It’s interesting to note that nearly 80% of rookie players had taken advantage of online training videos. In-game resources such as AI and tutorials from the developers as well as community-run programs like pick-up nights and boot camps taught by mentors are popular, but many Quest users come from a traditional gaming background and are accustomed to studying dynamics of a game through resources on YouTube or gameplay on sites such as Twitch. For Echo VR, training videos from veteran players such as Martin the 3rd are incredibly popular among new players.
Survey participants indicated interest in a variety of community events or opportunities that also included:
- Advanced skills boot camps (76.8%)
- Individual support from a trained mentor or coach (55.8%)

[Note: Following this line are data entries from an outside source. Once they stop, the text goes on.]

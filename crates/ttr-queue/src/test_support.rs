//! Recording queue client shared by unit tests.

use crate::client::QueueClient;
use crate::error::QueueError;
use crate::message::{MessageId, ReceiptHandle, ReceivedMessage, Timestamp};
use crate::provider::ProviderType;
use async_trait::async_trait;
use chrono::Duration;
use std::collections::VecDeque;
use std::sync::Mutex;

/// A call observed by [`MockQueueClient`], in the order it was made
#[derive(Debug, Clone, PartialEq, Eq)]
pub enum Call {
    Receive { wait_seconds: i64 },
    ChangeVisibility { receipt: String, seconds: i64 },
    Delete { receipt: String },
    Send { body: String, delay_seconds: i64 },
    Purge,
}

/// Operation a mock can be told to fail
#[derive(Debug, Clone, Copy, PartialEq, Eq)]
pub enum FailOn {
    Receive,
    ChangeVisibility,
    Delete,
    Send,
    Purge,
}

/// Mock queue client that replays scripted messages and records every call
pub struct MockQueueClient {
    messages: Mutex<VecDeque<ReceivedMessage>>,
    calls: Mutex<Vec<Call>>,
    delete_acknowledged: bool,
    fail_on: Option<FailOn>,
    sent_id: MessageId,
}

impl MockQueueClient {
    pub fn new() -> Self {
        Self {
            messages: Mutex::new(VecDeque::new()),
            calls: Mutex::new(Vec::new()),
            delete_acknowledged: true,
            fail_on: None,
            sent_id: "mock-message-id".parse().unwrap(),
        }
    }

    /// Queue a message to be returned by the next receive
    pub fn with_message(self, body: &str, receipt: Option<&str>) -> Self {
        self.messages
            .lock()
            .unwrap()
            .push_back(received(body, receipt, 1));
        self
    }

    pub fn with_received(self, message: ReceivedMessage) -> Self {
        self.messages.lock().unwrap().push_back(message);
        self
    }

    pub fn with_delete_acknowledged(mut self, acknowledged: bool) -> Self {
        self.delete_acknowledged = acknowledged;
        self
    }

    pub fn failing_on(mut self, operation: FailOn) -> Self {
        self.fail_on = Some(operation);
        self
    }

    pub fn calls(&self) -> Vec<Call> {
        self.calls.lock().unwrap().clone()
    }

    /// Receipts passed to delete, in call order
    pub fn deleted(&self) -> Vec<String> {
        self.calls()
            .into_iter()
            .filter_map(|call| match call {
                Call::Delete { receipt } => Some(receipt),
                _ => None,
            })
            .collect()
    }

    pub fn sent(&self) -> Vec<(String, i64)> {
        self.calls()
            .into_iter()
            .filter_map(|call| match call {
                Call::Send {
                    body,
                    delay_seconds,
                } => Some((body, delay_seconds)),
                _ => None,
            })
            .collect()
    }

    fn record(&self, call: Call, operation: FailOn) -> Result<(), QueueError> {
        self.calls.lock().unwrap().push(call);
        if self.fail_on == Some(operation) {
            return Err(QueueError::ConnectionFailed {
                message: format!("mock {:?} failure", operation),
            });
        }
        Ok(())
    }
}

/// Build a received message as a backend would deliver it
pub fn received(body: &str, receipt: Option<&str>, receive_count: u32) -> ReceivedMessage {
    ReceivedMessage {
        message_id: MessageId::new(),
        body: body.to_string(),
        receipt_handle: receipt.map(ReceiptHandle::new),
        approximate_receive_count: receive_count,
        received_at: Timestamp::now(),
    }
}

#[async_trait]
impl QueueClient for MockQueueClient {
    async fn receive_message(
        &self,
        wait: Duration,
    ) -> Result<Option<ReceivedMessage>, QueueError> {
        self.record(
            Call::Receive {
                wait_seconds: wait.num_seconds(),
            },
            FailOn::Receive,
        )?;
        Ok(self.messages.lock().unwrap().pop_front())
    }

    async fn change_visibility(
        &self,
        receipt: &ReceiptHandle,
        timeout: Duration,
    ) -> Result<(), QueueError> {
        self.record(
            Call::ChangeVisibility {
                receipt: receipt.to_string(),
                seconds: timeout.num_seconds(),
            },
            FailOn::ChangeVisibility,
        )
    }

    async fn delete_message(&self, receipt: &ReceiptHandle) -> Result<bool, QueueError> {
        self.record(
            Call::Delete {
                receipt: receipt.to_string(),
            },
            FailOn::Delete,
        )?;
        Ok(self.delete_acknowledged)
    }

    async fn send_message(&self, body: &str, delay: Duration) -> Result<MessageId, QueueError> {
        self.record(
            Call::Send {
                body: body.to_string(),
                delay_seconds: delay.num_seconds(),
            },
            FailOn::Send,
        )?;
        Ok(self.sent_id.clone())
    }

    async fn purge(&self) -> Result<(), QueueError> {
        self.record(Call::Purge, FailOn::Purge)
    }

    fn provider_type(&self) -> ProviderType {
        ProviderType::InMemory
    }
}
impl AwsSqsProvider {
    /// Create a provider for `queue_name`.
    ///
    /// No request is made here; the queue URL is looked up on first use.
    ///
    /// # Errors
    ///
    /// Returns error if the region is empty, the endpoint is not a valid URL,
    /// or the HTTP client cannot be constructed.
    pub async fn new(config: AwsSqsConfig, queue_name: QueueName) -> Result<Self, AwsError> {
        if config.region.is_empty() {
            return Err(AwsError::ConfigurationError(
                "region must not be empty".to_string(),
            ));
        }

        let from_env = |name: &str| std::env::var(name).ok().filter(|v| !v.is_empty());
        let access_key = config
            .access_key_id
            .clone()
            .or_else(|| from_env("AWS_ACCESS_KEY_ID"));
        let secret_key = config
            .secret_access_key
            .clone()
            .or_else(|| from_env("AWS_SECRET_ACCESS_KEY"));
        let session_token = config
            .session_token
            .clone()
            .or_else(|| from_env("AWS_SESSION_TOKEN"));

        // Without a key pair every request fails with AuthenticationFailed
        let signer = access_key.zip(secret_key).map(|(access_key, secret_key)| {
            AwsV4Signer::new(access_key, secret_key, session_token, config.region.clone())
        });

        let endpoint = config
            .endpoint
            .clone()
            .unwrap_or_else(|| format!("https://sqs.{}.amazonaws.com", config.region));
        let endpoint = Url::parse(&endpoint).map_err(|e| {
            AwsError::ConfigurationError(format!("invalid endpoint '{}': {}", endpoint, e))
        })?;

        let http_client = build_http_client(REQUEST_TIMEOUT)?;
        let queue_url = OnceCell::new_with(config.queue_url.clone());

        Ok(Self {
            http_client,
            signer,
            config,
            endpoint,
            queue_name,
            queue_url,
            request_timeout: REQUEST_TIMEOUT,
        })
    }

    /// Get the queue URL, resolving it through `GetQueueUrl` on first use
    async fn queue_url(&self) -> Result<&str, AwsError> {
        self.queue_url
            .get_or_try_init(|| async {
                let response = self
                    .make_request(params([
                        ("Action", "GetQueueUrl".to_string()),
                        ("QueueName", self.queue_name.to_string()),
                    ]))
                    .await?;
                let url = find_element_text(&response, b"QueueUrl")?.ok_or_else(|| {
                    AwsError::ResponseError("GetQueueUrl response has no QueueUrl".to_string())
                })?;

                debug!(queue = %self.queue_name, queue_url = %url, "Resolved SQS queue URL");
                Ok::<_, AwsError>(url)
            })
            .await
            .map(String::as_str)
    }

    /// Run `action` against the bound queue and return the response body
    async fn queue_action(&self, action: &str, mut params: Params) -> Result<String, AwsError> {
        params.insert("Action".to_string(), action.to_string());
        params.insert("QueueUrl".to_string(), self.queue_url().await?.to_string());
        self.make_request(params).await
    }

    /// Make a signed POST request to SQS
    async fn make_request(&self, mut params: Params) -> Result<String, AwsError> {
        let signer = self
            .signer
            .as_ref()
            .ok_or_else(|| AwsError::Authentication("no AWS credentials available".to_string()))?;

        params.insert("Version".to_string(), API_VERSION.to_string());

        let host = match (self.endpoint.host_str(), self.endpoint.port()) {
            (Some(host), Some(port)) => format!("{}:{}", host, port),
            (Some(host), None) => host.to_string(),
            (None, _) => {
                return Err(AwsError::ConfigurationError(format!(
                    "endpoint '{}' has no host",
                    self.endpoint
                )))
            }
        };

        let headers = signer.sign_request(
            "POST",
            &host,
            self.endpoint.path(),
            &params,
            "",
            &Utc::now(),
        );

        let mut url = self.endpoint.clone();
        url.set_query(Some(&canonical_query(&params)));

        let request = headers
            .into_iter()
            .fold(self.http_client.post(url), |request, (name, value)| {
                request.header(name, value)
            });

        let response = request.send().await.map_err(|e| {
            if e.is_timeout() {
                return AwsError::Timeout {
                    duration: Duration::milliseconds(self.request_timeout.as_millis() as i64),
                };
            }
            let kind = if e.is_connect() {
                "connection failed"
            } else {
                "request failed"
            };
            AwsError::NetworkError(format!("{}: {}", kind, e))
        })?;

        let status = response.status();
        let body = response
            .text()
            .await
            .map_err(|e| AwsError::NetworkError(format!("failed to read response: {}", e)))?;

        if !status.is_success() {
            return Err(parse_error_response(&body, status.as_u16()));
        }
        Ok(body)
    }
}

impl fmt::Debug for AwsSqsProvider {
    fn fmt(&self, f: &mut fmt::Formatter<'_>) -> fmt::Result {
        f.debug_struct("AwsSqsProvider")
            .field("region", &self.config.region)
            .field("endpoint", &self.endpoint.as_str())
            .field("queue_name", &self.queue_name)
            .field("credentials", &"<redacted>")
            .finish()
    }
}

// ============================================================================
// XML Response Parsing
// ============================================================================

fn xml_error(error: impl fmt::Display) -> AwsError {
    AwsError::ResponseError(format!("invalid XML: {}", error))
}

/// Text content of the first element named `name`, if present
fn find_element_text(xml: &str, name: &[u8]) -> Result<Option<String>, AwsError> {
    let mut reader = Reader::from_str(xml);
    reader.trim_text(true);

    let mut inside = false;
    let mut buf = Vec::new();

    loop {
        match reader.read_event_into(&mut buf).map_err(xml_error)? {
            Event::Start(e) if e.name().as_ref() == name => inside = true,
            Event::Text(e) if inside => {
                return Ok(Some(e.unescape().map_err(xml_error)?.into_owned()));
            }
            Event::End(e) if e.name().as_ref() == name => return Ok(Some(String::new())),
            Event::Empty(e) if e.name().as_ref() == name => return Ok(Some(String::new())),
            Event::Eof => return Ok(None),
            _ => {}
        }
        buf.clear();
    }
}
//! Queue provider implementations.

pub mod aws;
pub mod memory;

pub use aws::{AwsError, AwsSqsProvider};
pub use memory::InMemoryProvider;
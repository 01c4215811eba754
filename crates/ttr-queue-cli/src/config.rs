//! Configuration loading for the `ttr-queue` command.
//!
//! Sources are applied in order, later sources overriding earlier ones:
//!  1. `./config/ttr-queue.{toml,yaml,json}` (optional)
//!  2. The file given with `--config` or `TTR_QUEUE_CONFIG` (required when given)
//!  3. Environment variables prefixed `TTR_QUEUE__`, with `__` between keys,
//!     e.g. `TTR_QUEUE__QUEUE__QUEUE_NAME=jobs` sets `queue.queue_name`
//!
//! Everything except the queue name carries a serde default.

use serde::{Deserialize, Serialize};
use std::path::{Path, PathBuf};
use ttr_queue::{ProviderConfig, QueueConfig, QueueError, DEFAULT_TTR_SECONDS, MAX_WAIT_SECONDS};

#[cfg(test)]
#[path = "config_tests.rs"]
mod tests;

/// Optional configuration file looked up relative to the working directory
pub const DEFAULT_CONFIG_FILE: &str = "config/ttr-queue";

/// Prefix of configuration environment variables
pub const ENV_PREFIX: &str = "TTR_QUEUE";

const REDACTED: &str = "<redacted>";

// ============================================================================
// Configuration Types
// ============================================================================

/// CLI configuration structure
#[derive(Debug, Clone, Serialize, Deserialize)]
pub struct CliConfig {
    /// Queue to work on and how to reach it
    pub queue: QueueConfig,

    #[serde(default)]
    pub worker: WorkerSettings,

    #[serde(default)]
    pub logging: LoggingConfig,
}

impl CliConfig {
    pub fn validate(&self) -> Result<(), ConfigError> {
        self.queue.validate()?;

        if self.worker.wait_seconds > MAX_WAIT_SECONDS {
            return Err(ConfigError::Invalid {
                key: "worker.wait_seconds".to_string(),
                message: format!(
                    "must be 0-{} seconds, got {}",
                    MAX_WAIT_SECONDS, self.worker.wait_seconds
                ),
            });
        }

        Ok(())
    }

    /// Copy of the configuration safe to print
    pub fn redacted(&self) -> Self {
        let mut config = self.clone();
        if let ProviderConfig::AwsSqs(aws) = &mut config.queue.provider {
            for secret in [&mut aws.secret_access_key, &mut aws.session_token] {
                if secret.is_some() {
                    *secret = Some(REDACTED.to_string());
                }
            }
        }
        config
    }
}

/// Defaults for worker and producer commands
#[derive(Debug, Clone, PartialEq, Eq, Serialize, Deserialize)]
pub struct WorkerSettings {
    /// Long-poll wait per receive when `--timeout` is not given
    #[serde(default = "default_wait_seconds")]
    pub wait_seconds: u32,

    /// TTR for pushed jobs when `--ttr` is not given
    #[serde(default = "default_ttr_seconds")]
    pub default_ttr_seconds: u32,
}

fn default_wait_seconds() -> u32 {
    MAX_WAIT_SECONDS
}

fn default_ttr_seconds() -> u32 {
    DEFAULT_TTR_SECONDS
}

impl Default for WorkerSettings {
    fn default() -> Self {
        Self {
            wait_seconds: default_wait_seconds(),
            default_ttr_seconds: default_ttr_seconds(),
        }
    }
}

/// Logging configuration
#[derive(Debug, Clone, PartialEq, Eq, Serialize, Deserialize)]
pub struct LoggingConfig {
    #[serde(default = "default_log_level")]
    pub level: String,

    #[serde(default)]
    pub format: LogFormat,
}

fn default_log_level() -> String {
    "info".to_string()
}

impl Default for LoggingConfig {
    fn default() -> Self {
        Self {
            level: default_log_level(),
            format: LogFormat::default(),
        }
    }
}

/// Log format options
#[derive(Debug, Clone, Copy, Default, PartialEq, Eq, Serialize, Deserialize)]
pub enum LogFormat {
    #[default]
    #[serde(rename = "text")]
    Text,
    #[serde(rename = "json")]
    Json,
}

/// Output format for `config --show`
#[derive(Clone, Copy, Debug, PartialEq, Eq, clap::ValueEnum)]
pub enum ConfigFormat {
    Yaml,
    Json,
    Toml,
}

// ============================================================================
// Errors
// ============================================================================

/// Configuration-related errors
#[derive(Debug, thiserror::Error)]
pub enum ConfigError {
    #[error("Configuration file not found: {path}")]
    FileNotFound { path: PathBuf },

    #[error("Invalid configuration format: {0}")]
    InvalidFormat(#[from] config::ConfigError),

    #[error("Invalid value for {key}: {message}")]
    Invalid { key: String, message: String },

    #[error("Queue configuration error: {0}")]
    Queue(#[from] QueueError),

    #[error("Failed to render configuration: {message}")]
    Render { message: String },
}

// ============================================================================
// Loading
// ============================================================================

/// Load and validate configuration from files and the process environment
pub fn load_configuration(config_path: Option<&Path>) -> Result<CliConfig, ConfigError> {
    load_configuration_with_env(
        config_path,
        config::Environment::with_prefix(ENV_PREFIX)
            .separator("__")
            .try_parsing(true),
    )
}

fn load_configuration_with_env(
    config_path: Option<&Path>,
    environment: config::Environment,
) -> Result<CliConfig, ConfigError> {
    let mut builder = config::Config::builder()
        .add_source(config::File::with_name(DEFAULT_CONFIG_FILE).required(false));

    if let Some(path) = config_path {
        if !path.is_file() {
            return Err(ConfigError::FileNotFound {
                path: path.to_path_buf(),
            });
        }
        builder = builder.add_source(config::File::from(path).required(true));
    }

    let config: CliConfig = builder
        .add_source(environment)
        .build()?
        .try_deserialize()?;

    config.validate()?;
    Ok(config)
}

/// Render the configuration, with secrets redacted
pub fn render_configuration(config: &CliConfig, format: ConfigFormat) -> Result<String, ConfigError> {
    let config = config.redacted();
    let rendered = match format {
        ConfigFormat::Yaml => serde_yaml::to_string(&config).map_err(|e| e.to_string()),
        ConfigFormat::Json => serde_json::to_string_pretty(&config).map_err(|e| e.to_string()),
        ConfigFormat::Toml => toml::to_string_pretty(&config).map_err(|e| e.to_string()),
    };
    rendered.map_err(|message| ConfigError::Render { message })
}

- Online competitive events (87.9%)
- Themed lobbies (74.2%)
Overall, response to the first major multiplayer event on the Oculus Quest that included hundreds of players in the game competing at the same time (versus a single player competitive event such as Beat Saber or Pistol Whip) was a success.
The main criticisms of the event involved lack of preparation time for teams, lack of knowledge or ability on how to use the tournament platform (Smash.gg), and tech issues/dying batteries. Post cup surveys were anonymous, but some of the comments have been included in this section for your reference.
Lack of preparation time for teams
The choice had been made among admins (myself included) to announce teams only a day or two before the event. This was to ensure a true “rookie event” with introductions immediately prior to the competition. Community cups have been conducted with random teams sorted on the day of the cup, but in hindsight, most players in those cups have been at least remotely familiar with each other’s play styles, etc. so sorting the teams sooner would’ve given the admin team additional time to work with Ready At Dawn devs to sort any huge disparities in the balance of teams as well as an earlier opportunity to replace no shows with subs.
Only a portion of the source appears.